Data excerpts |
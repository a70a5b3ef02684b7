use serde_json::{Map, Value};

use crate::{Result, StoreError, SET_OPERATOR};

/// The second argument of an update.
///
/// Both forms shallow-merge their fields onto the matched document; they differ only
/// in how the JSON argument is spelled.
#[derive(Debug, Clone, PartialEq, Eq)]
pub enum Update {
    /// A plain object, merged as-is
    Replace(Map<String, Value>),
    /// `{"$set": {...}}`, merging the inner object
    Set(Map<String, Value>),
}

impl Update {
    /// Parses an update argument.
    ///
    /// An object carrying `$set` is a [`Update::Set`]; any other object is taken
    /// entirely as the field mapping.
    ///
    /// ```rust
    /// use serde_json::json;
    /// use showroom_store::Update;
    ///
    /// let update = Update::from_value(&json!({"$set": {"price": 3_900_000}})).unwrap();
    /// assert_eq!(update.fields().get("price"), Some(&json!(3_900_000)));
    /// ```
    pub fn from_value(value: &Value) -> Result<Self> {
        let map = value.as_object().ok_or_else(|| {
            StoreError::InvalidUpdate {
                reason: format!("update must be a JSON object, got {}", value),
            }
        })?;
        match map.get(SET_OPERATOR) {
            Some(Value::Object(fields)) => Ok(Self::Set(fields.clone())),
            Some(other) => {
                Err(StoreError::InvalidUpdate {
                    reason: format!("{} expects an object, got {}", SET_OPERATOR, other),
                })
            },
            None => Ok(Self::Replace(map.clone())),
        }
    }

    /// Shorthand for a `$set` update.
    pub const fn set(fields: Map<String, Value>) -> Self { Self::Set(fields) }

    /// Returns the fields to merge.
    pub const fn fields(&self) -> &Map<String, Value> {
        match *self {
            Self::Replace(ref fields) | Self::Set(ref fields) => fields,
        }
    }
}

impl TryFrom<&Value> for Update {
    type Error = StoreError;

    fn try_from(value: &Value) -> Result<Self> { Self::from_value(value) }
}

impl From<Map<String, Value>> for Update {
    fn from(fields: Map<String, Value>) -> Self { Self::Replace(fields) }
}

What you should do |
From the records above, pull every line that carries the word "const".

Task response |
    pub const fn set(fields: Map<String, Value>) -> Self { Self::Set(fields) }
    pub const fn fields(&self) -> &Map<String, Value> {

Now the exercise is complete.